TASK OBJECTIVE
Show every line below where "JMSSecurityException" can be found.

[Stored data entries]
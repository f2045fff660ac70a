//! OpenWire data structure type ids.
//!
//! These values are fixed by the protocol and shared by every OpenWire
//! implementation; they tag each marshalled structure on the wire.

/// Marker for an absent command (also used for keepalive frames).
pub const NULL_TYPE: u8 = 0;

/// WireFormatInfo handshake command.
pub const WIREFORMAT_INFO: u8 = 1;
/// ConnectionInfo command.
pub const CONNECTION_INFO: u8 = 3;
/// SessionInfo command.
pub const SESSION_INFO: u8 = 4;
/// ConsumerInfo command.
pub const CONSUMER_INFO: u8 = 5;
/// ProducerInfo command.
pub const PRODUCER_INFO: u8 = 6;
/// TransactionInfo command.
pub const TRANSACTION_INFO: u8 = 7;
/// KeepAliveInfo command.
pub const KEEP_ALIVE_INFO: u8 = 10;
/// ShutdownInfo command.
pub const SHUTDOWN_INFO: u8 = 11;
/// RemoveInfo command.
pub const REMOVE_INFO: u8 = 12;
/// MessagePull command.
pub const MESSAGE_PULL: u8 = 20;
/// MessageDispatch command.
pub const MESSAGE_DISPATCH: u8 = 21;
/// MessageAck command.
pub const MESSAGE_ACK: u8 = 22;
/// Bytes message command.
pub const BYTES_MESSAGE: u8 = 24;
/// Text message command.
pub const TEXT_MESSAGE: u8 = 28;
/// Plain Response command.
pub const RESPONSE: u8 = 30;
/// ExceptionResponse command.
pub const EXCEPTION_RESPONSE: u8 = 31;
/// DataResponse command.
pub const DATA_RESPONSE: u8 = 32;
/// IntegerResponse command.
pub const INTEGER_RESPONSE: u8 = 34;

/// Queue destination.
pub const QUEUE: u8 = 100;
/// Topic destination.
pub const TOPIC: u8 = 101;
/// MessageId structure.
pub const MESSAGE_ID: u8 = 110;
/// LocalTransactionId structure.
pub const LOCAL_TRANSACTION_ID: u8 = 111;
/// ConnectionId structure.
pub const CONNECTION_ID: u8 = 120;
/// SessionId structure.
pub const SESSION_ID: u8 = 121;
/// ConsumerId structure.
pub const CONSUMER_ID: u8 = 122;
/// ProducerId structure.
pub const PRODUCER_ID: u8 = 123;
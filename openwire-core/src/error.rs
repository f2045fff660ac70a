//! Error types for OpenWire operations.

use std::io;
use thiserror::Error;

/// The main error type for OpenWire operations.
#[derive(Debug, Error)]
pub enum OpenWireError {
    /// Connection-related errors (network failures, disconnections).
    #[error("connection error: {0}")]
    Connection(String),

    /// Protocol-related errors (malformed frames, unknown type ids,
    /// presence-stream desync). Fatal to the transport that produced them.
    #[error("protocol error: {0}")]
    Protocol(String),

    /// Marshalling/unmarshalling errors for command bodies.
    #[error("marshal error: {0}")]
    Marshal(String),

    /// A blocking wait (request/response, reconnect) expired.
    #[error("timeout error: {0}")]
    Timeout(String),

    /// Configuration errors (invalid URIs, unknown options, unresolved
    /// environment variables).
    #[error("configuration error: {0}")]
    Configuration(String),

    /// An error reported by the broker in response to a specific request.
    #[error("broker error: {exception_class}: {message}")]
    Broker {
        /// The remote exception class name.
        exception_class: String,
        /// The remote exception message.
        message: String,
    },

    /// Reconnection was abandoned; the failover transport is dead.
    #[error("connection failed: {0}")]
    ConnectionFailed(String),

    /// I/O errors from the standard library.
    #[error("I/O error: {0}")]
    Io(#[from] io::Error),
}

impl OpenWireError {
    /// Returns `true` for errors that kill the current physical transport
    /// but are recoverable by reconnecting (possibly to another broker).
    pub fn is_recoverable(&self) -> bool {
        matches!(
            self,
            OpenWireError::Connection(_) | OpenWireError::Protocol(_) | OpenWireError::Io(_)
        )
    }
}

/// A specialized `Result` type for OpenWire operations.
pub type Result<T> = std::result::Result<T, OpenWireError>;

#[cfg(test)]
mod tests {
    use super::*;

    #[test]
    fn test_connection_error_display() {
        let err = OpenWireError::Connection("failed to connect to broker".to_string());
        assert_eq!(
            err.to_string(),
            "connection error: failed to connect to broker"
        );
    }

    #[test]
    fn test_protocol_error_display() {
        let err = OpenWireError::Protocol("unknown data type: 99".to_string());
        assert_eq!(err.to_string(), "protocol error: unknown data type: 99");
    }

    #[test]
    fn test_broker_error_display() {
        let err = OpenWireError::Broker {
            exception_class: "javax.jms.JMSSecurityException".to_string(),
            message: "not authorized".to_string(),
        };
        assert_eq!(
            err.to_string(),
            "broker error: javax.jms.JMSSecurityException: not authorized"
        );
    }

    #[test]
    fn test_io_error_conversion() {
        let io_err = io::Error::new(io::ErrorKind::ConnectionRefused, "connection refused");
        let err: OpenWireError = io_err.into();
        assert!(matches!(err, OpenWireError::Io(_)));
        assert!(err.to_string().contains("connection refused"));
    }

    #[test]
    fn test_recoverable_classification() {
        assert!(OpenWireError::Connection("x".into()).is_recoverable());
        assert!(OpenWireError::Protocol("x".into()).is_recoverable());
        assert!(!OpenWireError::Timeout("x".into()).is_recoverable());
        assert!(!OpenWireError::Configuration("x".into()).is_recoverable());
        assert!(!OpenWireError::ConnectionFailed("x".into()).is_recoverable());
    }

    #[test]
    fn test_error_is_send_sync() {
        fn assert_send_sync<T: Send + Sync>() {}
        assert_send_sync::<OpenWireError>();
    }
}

TASK ANSWER
            exception_class: "javax.jms.JMSSecurityException".to_string(),
            "broker error: javax.jms.JMSSecurityException: not authorized"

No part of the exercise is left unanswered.